Linear Quadratic Regulator (LQR)

LQR

State-feedback control via pole placement requires one to assign the closed-loop poles, LQR is a technique to place automatically and optimally the closed-loop poles

##Problem description

  • consider system $x(k+1)=Ax(k)+Bu(k)$ with initial condition $x(0)$, we look for the optimal sequence of inputs $U={u(0),\ u(1),\cdots,\ u(N-1) }$ driving the state $x(k)$ towards the prigin and that minimizes the performance index

    ​ $J(x(0),U)=x’(N)Q_Nx(N)+\sum\limits_{k=0}^{N-1} x’(k)Qx(k) + u’(k)Ru(k)$ quadratic cost

    where $Q=Q’ \succeq 0, R=R’ \succeq 0, Q_N=Q’_N \succeq 0$, means positive definite matrix.

  • consider the controllability of the state to zero with minimum energy input

    ​ $\min_U \begin{Vmatrix} \begin{bmatrix} u(0)\ u(1)\ \vdots \ u(N-1) \end{bmatrix} \end{Vmatrix}$

    s.t. $x(N)=0$

  • The minimum-energy control problem can be seen as aparticular case of the LQ optimal control problem by setting $R=I, \ Q=0, \ Q_N=\infin \cdot I $

  • By substituting $x(k)=A^k x(0) + \sum\limits_{i=0}^{k-1} A^iBu(k-1-i)$ in

    ​ $J(x(0),U)=\sum\limits_{k=0}^{N-1} x’(k)Qx(k) + u’(k)Ru(k) +x’(N)Qx(N)$

    we obtain $J(x(0),U)=\frac{1}{2}U’HU+x(0)’FU+\frac{1}{2}x’(0)Yx(0)$ , where $H=H’ \succeq 0$ is a positive definite matrix

##Solution1:

  • The optimizer $U^*$ is obtained by zeroing the gradient

    ​ $0=\nabla_U J(x(0),U)=HU+F’x(0)$

    ​ $\rightarrow U^* = \begin{bmatrix} u^*(0)\ u^*(1)\ \vdots\ u^*(N-1) \end{bmatrix} =-H^{-1}F’x(0)$

    this $U^*$ is an open-loop one: $u(k)=f_k(x(0)), k=0,1,\cdots,N-1$

    • Moreover the dimensions of the $H$ and $F$ matrices is proportional to the time horizon N

##Solution2:

  • using dynamic programming [Bellman’s principle of optimality]

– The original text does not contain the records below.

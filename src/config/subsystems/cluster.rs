// src/config/subsystems/cluster.rs

use serde::{Serialize, Deserialize};
use crate::error::{Error, Result};
use crate::config::FromIni;
use crate::cluster::DEFAULT_RADIUS;

#[derive(Debug, Clone, Serialize, Deserialize)]
pub struct ClusterConfig {
    // Clustering distance in pixels
    pub radius: f64,
    pub on_demand: bool,

    // Passed through to the cluster source untouched
    pub wrap_x: bool,
    pub attributions: Vec<String>,
}

impl Default for ClusterConfig {
    fn default() -> Self {
        Self {
            radius: DEFAULT_RADIUS,
            on_demand: false,
            wrap_x: true,
            attributions: Vec::new(),
        }
    }
}

impl FromIni for ClusterConfig {
    fn from_ini_section(&mut self, section_name: &str, key: &str, value: &str) -> Option<Result<()>> {
        if section_name != "cluster" {
            return None;
        }

        match key {
            "radius" => {
                match value.parse::<f64>() {
                    Ok(radius) if radius.is_finite() && radius >= 0.0 => {
                        self.radius = radius;
                        Some(Ok(()))
                    },
                    _ => Some(Err(Error::Config(
                        format!("Invalid radius (must be a number >= 0): {}", value)
                    ))),
                }
            },
            "on_demand" => {
                match value.parse() {
                    Ok(flag) => {
                        self.on_demand = flag;
                        Some(Ok(()))
                    },
                    Err(_) => Some(Err(Error::Config(
                        format!("Invalid on_demand value (must be true/false): {}", value)
                    ))),
                }
            },
            "wrap_x" => {
                match value.parse() {
                    Ok(flag) => {
                        self.wrap_x = flag;
                        Some(Ok(()))
                    },
                    Err(_) => Some(Err(Error::Config(
                        format!("Invalid wrap_x value (must be true/false): {}", value)
                    ))),
                }
            },
            "attributions" => {
                // Comma separated, optionally quoted
                self.attributions = value.trim_matches('"')
                    .split(',')
                    .map(|s| s.trim().to_string())
                    .filter(|s| !s.is_empty())
                    .collect();
                Some(Ok(()))
            },
            _ => None,
        }
    }
}

impl ClusterConfig {
    pub fn validate(&self) -> Result<()> {
        if !self.radius.is_finite() || self.radius < 0.0 {
            return Err(Error::Config(
                format!("radius must be a finite number >= 0: {}", self.radius)
            ));
        }
        Ok(())
    }
}
// cluster/extract.rs
use geo_types::Point;
use serde_json::{Map, Value};

use crate::error::{Error, Result};
use crate::proj::{self, Projection};
use crate::types::{Coordinate, Feature, Geometry};

/// A point handed to the clustering engine, in longitude/latitude.
#[derive(Debug, Clone, PartialEq)]
pub struct ClusterPoint {
    pub lon_lat: Coordinate,
    pub properties: Map<String, Value>,
}

/// Turns a feature (in the source's projection) into clustering input.
/// An empty result leaves the feature out of clustering.
pub type PointExtractor = Box<dyn Fn(&Feature, Projection) -> Result<Vec<ClusterPoint>>>;

pub fn default_extractor() -> PointExtractor {
    Box::new(point_geometry)
}

/// Accepts point geometries only. Anything else is a configuration error
/// that a custom extractor has to handle.
pub fn point_geometry(feature: &Feature, projection: Projection) -> Result<Vec<ClusterPoint>> {
    match &feature.geometry {
        Some(Geometry::Point(point)) => Ok(vec![ClusterPoint {
            lon_lat: proj::to_lon_lat(point.0, projection),
            properties: feature.properties.clone(),
        }]),
        Some(other) => Err(Error::unsupported_geometry(other.kind())),
        None => Err(Error::unsupported_geometry("no geometry")),
    }
}

/// One clustering point per vertex of a `Point` or `MultiPoint`; other
/// geometries are skipped.
pub fn point_vertices(feature: &Feature, projection: Projection) -> Result<Vec<ClusterPoint>> {
    let points: &[Point<f64>] = match &feature.geometry {
        Some(Geometry::Point(point)) => std::slice::from_ref(point),
        Some(Geometry::MultiPoint(points)) => &points.0,
        _ => return Ok(Vec::new()),
    };
    Ok(points.iter()
        .map(|p| ClusterPoint {
            lon_lat: proj::to_lon_lat(p.0, projection),
            properties: feature.properties.clone(),
        })
        .collect())
}

#[cfg(test)]
mod tests {
    use super::*;
    use geo_types::{coord, LineString, MultiPoint, Polygon};

    #[test]
    fn default_extractor_projects_points() {
        let feature = Feature::point([0.0, 0.0]).with_property("kind", "cafe");
        let points = point_geometry(&feature, Projection::WebMercator).unwrap();
        assert_eq!(points.len(), 1);
        assert!(points[0].lon_lat.x.abs() < 1e-9 && points[0].lon_lat.y.abs() < 1e-9);
        assert_eq!(points[0].properties.get("kind"), Some(&Value::from("cafe")));
    }

    #[test]
    fn default_extractor_rejects_other_geometries() {
        let line = Feature::new(Geometry::LineString(LineString::from(vec![[0.0, 0.0], [1.0, 1.0]])));
        match point_geometry(&line, Projection::WebMercator) {
            Err(Error::UnsupportedGeometry(kind)) => assert_eq!(kind, "LineString"),
            other => panic!("unexpected {:?}", other),
        }
        assert!(point_geometry(&Feature::default(), Projection::Geographic).is_err());
    }

    #[test]
    fn vertex_extractor_expands_multipoints() {
        let feature = Feature::new(Geometry::MultiPoint(MultiPoint::from(vec![[1.0, 2.0], [3.0, 4.0]])));
        let points = point_vertices(&feature, Projection::Geographic).unwrap();
        assert_eq!(points.len(), 2);
        assert_eq!(points[1].lon_lat, coord! { x: 3.0, y: 4.0 });

        let polygon = Feature::new(Geometry::Polygon(Polygon::new(
            LineString::from(vec![[0.0, 0.0], [1.0, 0.0], [0.0, 1.0]]),
            Vec::new(),
        )));
        assert!(point_vertices(&polygon, Projection::Geographic).unwrap().is_empty());
    }
}
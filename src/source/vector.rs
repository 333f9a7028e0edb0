// source/vector.rs
use std::cell::{Cell, RefCell};
use std::rc::Rc;
use log::{debug, trace};

use crate::error::Result;
use crate::proj::Projection;
use crate::types::{Extent, Feature, FeatureRef};
use super::events;
use super::{ChangeListener, FeatureSource, ListenerKey, Observable};

/// Fetches features the first time a source is asked to load.
pub type FeatureLoader = Box<dyn FnMut(&Extent, f64, Projection) -> Result<Vec<Feature>>>;

/// In-memory feature collection that notifies listeners on every mutation.
///
/// Mutators take `&self`; no internal borrow is held while listeners run.
pub struct VectorSource {
    features: RefCell<Vec<FeatureRef>>,
    observable: RefCell<Observable>,
    loader: RefCell<Option<FeatureLoader>>,
    loaded: Cell<bool>,
}

impl VectorSource {
    pub fn new() -> Self {
        Self {
            features: RefCell::new(Vec::new()),
            observable: RefCell::new(Observable::new()),
            loader: RefCell::new(None),
            loaded: Cell::new(false),
        }
    }

    pub fn with_features(features: Vec<Feature>) -> Self {
        let source = Self::new();
        source.features.replace(features.into_iter().map(Rc::new).collect());
        source
    }

    pub fn with_loader(self, loader: FeatureLoader) -> Self {
        self.loader.replace(Some(loader));
        self
    }

    pub fn len(&self) -> usize {
        self.features.borrow().len()
    }

    pub fn is_empty(&self) -> bool {
        self.features.borrow().is_empty()
    }

    pub fn listener_count(&self) -> usize {
        self.observable.borrow().listener_count()
    }

    pub fn contains(&self, feature: &FeatureRef) -> bool {
        self.features.borrow().iter().any(|f| Rc::ptr_eq(f, feature))
    }

    pub fn add_feature(&self, feature: Feature) -> FeatureRef {
        let feature = Rc::new(feature);
        self.features.borrow_mut().push(Rc::clone(&feature));
        self.changed();
        feature
    }

    /// Adds all features with a single change event.
    pub fn add_features(&self, features: Vec<Feature>) -> Vec<FeatureRef> {
        let added: Vec<FeatureRef> = features.into_iter().map(Rc::new).collect();
        if added.is_empty() {
            return added;
        }
        self.features.borrow_mut().extend(added.iter().cloned());
        self.changed();
        added
    }

    pub fn remove_feature(&self, feature: &FeatureRef) -> bool {
        let removed = {
            let mut features = self.features.borrow_mut();
            let before = features.len();
            features.retain(|f| !Rc::ptr_eq(f, feature));
            features.len() != before
        };
        if removed {
            self.changed();
        }
        removed
    }

    pub fn clear(&self) {
        if self.is_empty() {
            return;
        }
        self.features.borrow_mut().clear();
        self.changed();
    }

    /// Notifies listeners without modifying the collection.
    pub fn changed(&self) {
        let (mut listeners, event) = {
            let features = self.features.borrow();
            let mut observable = self.observable.borrow_mut();
            let event = observable.changed(&features);
            (observable.take_listeners(), event)
        };
        trace!("VectorSource rev {} with {} features", event.revision, event.features.len());
        events::dispatch_to(&mut listeners, &event);
        self.observable.borrow_mut().restore_listeners(listeners);
    }
}

impl Default for VectorSource {
    fn default() -> Self {
        Self::new()
    }
}

impl FeatureSource for VectorSource {
    fn load_features(&self, extent: &Extent, resolution: f64, projection: Projection) -> Result<()> {
        if self.loaded.get() {
            return Ok(());
        }
        let loaded = {
            let mut loader = self.loader.borrow_mut();
            match loader.as_mut() {
                Some(loader) => loader(extent, resolution, projection)?,
                None => return Ok(()),
            }
        };
        debug!("Loader returned {} features for {:?}", loaded.len(), extent);
        self.loaded.set(true);
        self.add_features(loaded);
        Ok(())
    }

    fn features(&self) -> Vec<FeatureRef> {
        self.features.borrow().clone()
    }

    fn on_change(&self, listener: ChangeListener) -> ListenerKey {
        self.observable.borrow_mut().on(listener)
    }

    fn un_change(&self, key: ListenerKey) -> bool {
        self.observable.borrow_mut().un(key)
    }

    fn revision(&self) -> u64 {
        self.observable.borrow().revision()
    }
}

impl std::fmt::Debug for VectorSource {
    fn fmt(&self, f: &mut std::fmt::Formatter<'_>) -> std::fmt::Result {
        f.debug_struct("VectorSource")
            .field("features", &self.len())
            .field("observable", &*self.observable.borrow())
            .field("loaded", &self.loaded.get())
            .finish_non_exhaustive()
    }
}

#[cfg(test)]
mod tests {
    use super::*;
    use crate::error::Error;

    #[test]
    fn mutations_fire_change_events() {
        let source = VectorSource::new();
        let events = Rc::new(Cell::new(0));
        let counter = Rc::clone(&events);
        source.on_change(Box::new(move |_| counter.set(counter.get() + 1)));

        let a = source.add_feature(Feature::point([0.0, 0.0]));
        source.add_features(vec![Feature::point([1.0, 1.0]), Feature::point([2.0, 2.0])]);
        assert_eq!(events.get(), 2);
        assert_eq!(source.len(), 3);
        assert!(source.contains(&a));

        assert!(source.remove_feature(&a));
        assert!(!source.remove_feature(&a));
        assert_eq!(events.get(), 3);

        source.clear();
        source.clear();
        assert_eq!(events.get(), 4);
        assert_eq!(source.revision(), 4);
    }

    #[test]
    fn event_carries_feature_snapshot() {
        let source = VectorSource::new();
        let seen = Rc::new(Cell::new(0usize));
        let seen_in_listener = Rc::clone(&seen);
        source.on_change(Box::new(move |event| seen_in_listener.set(event.features.len())));
        source.add_feature(Feature::point([0.0, 0.0]));
        source.add_feature(Feature::point([0.0, 1.0]));
        assert_eq!(seen.get(), 2);
    }

    #[test]
    fn listeners_may_reenter_the_source() {
        let source = Rc::new(VectorSource::new());
        let seen = Rc::new(Cell::new(0usize));
        let (seen_in_listener, weak) = (Rc::clone(&seen), Rc::downgrade(&source));
        source.on_change(Box::new(move |_| {
            let Some(source) = weak.upgrade() else {
                return;
            };
            seen_in_listener.set(source.len());
            // Trim back to two features from inside the notification
            if source.len() > 2 {
                if let Some(first) = source.features().first() {
                    source.remove_feature(first);
                }
            }
        }));

        source.add_feature(Feature::point([0.0, 0.0]));
        source.add_feature(Feature::point([1.0, 0.0]));
        assert_eq!(seen.get(), 2);
        source.add_feature(Feature::point([2.0, 0.0]));
        assert_eq!(source.len(), 2);
        assert_eq!(source.listener_count(), 1);
        assert_eq!(source.revision(), 4);
    }

    #[test]
    fn loader_runs_once() {
        let calls = Rc::new(Cell::new(0));
        let calls_in_loader = Rc::clone(&calls);
        let source = VectorSource::new().with_loader(Box::new(move |_, _, _| {
            calls_in_loader.set(calls_in_loader.get() + 1);
            Ok(vec![Feature::point([3.0, 4.0])])
        }));
        let extent = Projection::WebMercator.extent();
        source.load_features(&extent, 1.0, Projection::WebMercator).unwrap();
        source.load_features(&extent, 1.0, Projection::WebMercator).unwrap();
        assert_eq!(calls.get(), 1);
        assert_eq!(source.len(), 1);
    }

    #[test]
    fn loader_errors_propagate_and_allow_retry() {
        let attempts = Rc::new(Cell::new(0));
        let attempts_in_loader = Rc::clone(&attempts);
        let source = VectorSource::new().with_loader(Box::new(move |_, _, _| {
            attempts_in_loader.set(attempts_in_loader.get() + 1);
            Err(Error::source_err("offline"))
        }));
        let extent = Projection::WebMercator.extent();
        assert!(matches!(
            source.load_features(&extent, 1.0, Projection::WebMercator),
            Err(Error::Source(_))
        ));
        assert!(source.load_features(&extent, 1.0, Projection::WebMercator).is_err());
        assert_eq!(attempts.get(), 2);
    }
}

  • at a generic instant $k_1$ and state $x(k_1)=z$ consider the optimal cost-to-go

    ​ $V_{k_1}(z)=\min\limits_{u(k_1),\cdots,u(N-1)}\left{ \sum\limits_{k=k_1}^{N-1}x’(k)Qx(k)+u’(k)Ru(k)+x’(N)Q_Nx(N) \right}$

    and

    ​ $\begin{align} V_{0}(x(0))&=\min\limits_{U\triangleq u(0),\cdots,u(N-1)} J(x(0),U) \ &=\min\limits_{u(0),\cdots,u(k_1-1)}\left{ \sum\limits_{k=0}^{k_1-1}x’(k)Qx(k)+u’(k)Ru(k)+V_{k_1}(x(k_1)))\right} \end{align}$ $\rightarrow$ iteration

  • starting at $x(0)$, the minimum cost over $[0,N]$ equals the minumum cost spent until step $k_1$ plus the optimal cost-to-go from $k_1$ to $N$ starting at $x(k_1)$


    Bellman’s optimality principle also applies to nonlinear system and/or non-quadratic cost functions:

    • The optimal control law can be always written in state-feedback form

    ​ $u^*(k)=f_k(x^*(k)), \ \forall k=0,\cdots,N-1$

    • Compared to the open-loop solution ${u^*(0),\cdots, u^*(N − 1)} = f(x(0))$ the feedback form has the big advantage of being more robust with respect to perturbations: at each time $k$ we apply the best move on theremaining period $[k, N]$

Riccati iterations

Finite-horizon optimal control

compute the optimal inputs $u^*(k)$ recursively as a function of $x^*(k)$ (Riccati iterations):

  1. Initialisation: $P(N)=Q_N$
  2. for $k=N,\cdots,1$ , compute recursively the following matrix

​ $P(K-1)=Q-A’P(k)B(R+B’P(k)B)^{-1}B’P(k)A+A’P(k)A$

  1. Define

​ $K(k)=-(R+B’P(k+1)B)^{-1}B’P(k+1)A$

​ The optimal input is a (linear time-varying) state feedback

​ $u^*(k)=K(k)x^*(k)$

Infinite-horizon optimal control

regulate $x(k)$

​ $V^{\infin}(x(0)) =\min\limits_{u(0),u(1),\cdots} \sum\limits_{k=0}^{\infin}x’(k)Qx(k)+u’(k)Ru(k)$

  • Results:

    exists a unique solution $P_∞$ of the algebraic Riccati equation (ARE):

    ​ $P_∞ = A′P_∞A + Q − A′P_∞B(B′P_∞B + R)^{−1}B′P_∞A$
    such that the optimal cost is $V_∞(x(0)) = x′(0)P_∞x(0)$ and the optimal control law is the constant linear state feedback $u(k) = K_{LQR} x(k)$ with

    ​ $K_{LQR} = −(R + B′P_∞B)^{−1} B′P_∞A$

1
2
3
4
5
6
P_∞ = dare(A,B,Q,R) % Solve discrete-time algebraic Riccati equations.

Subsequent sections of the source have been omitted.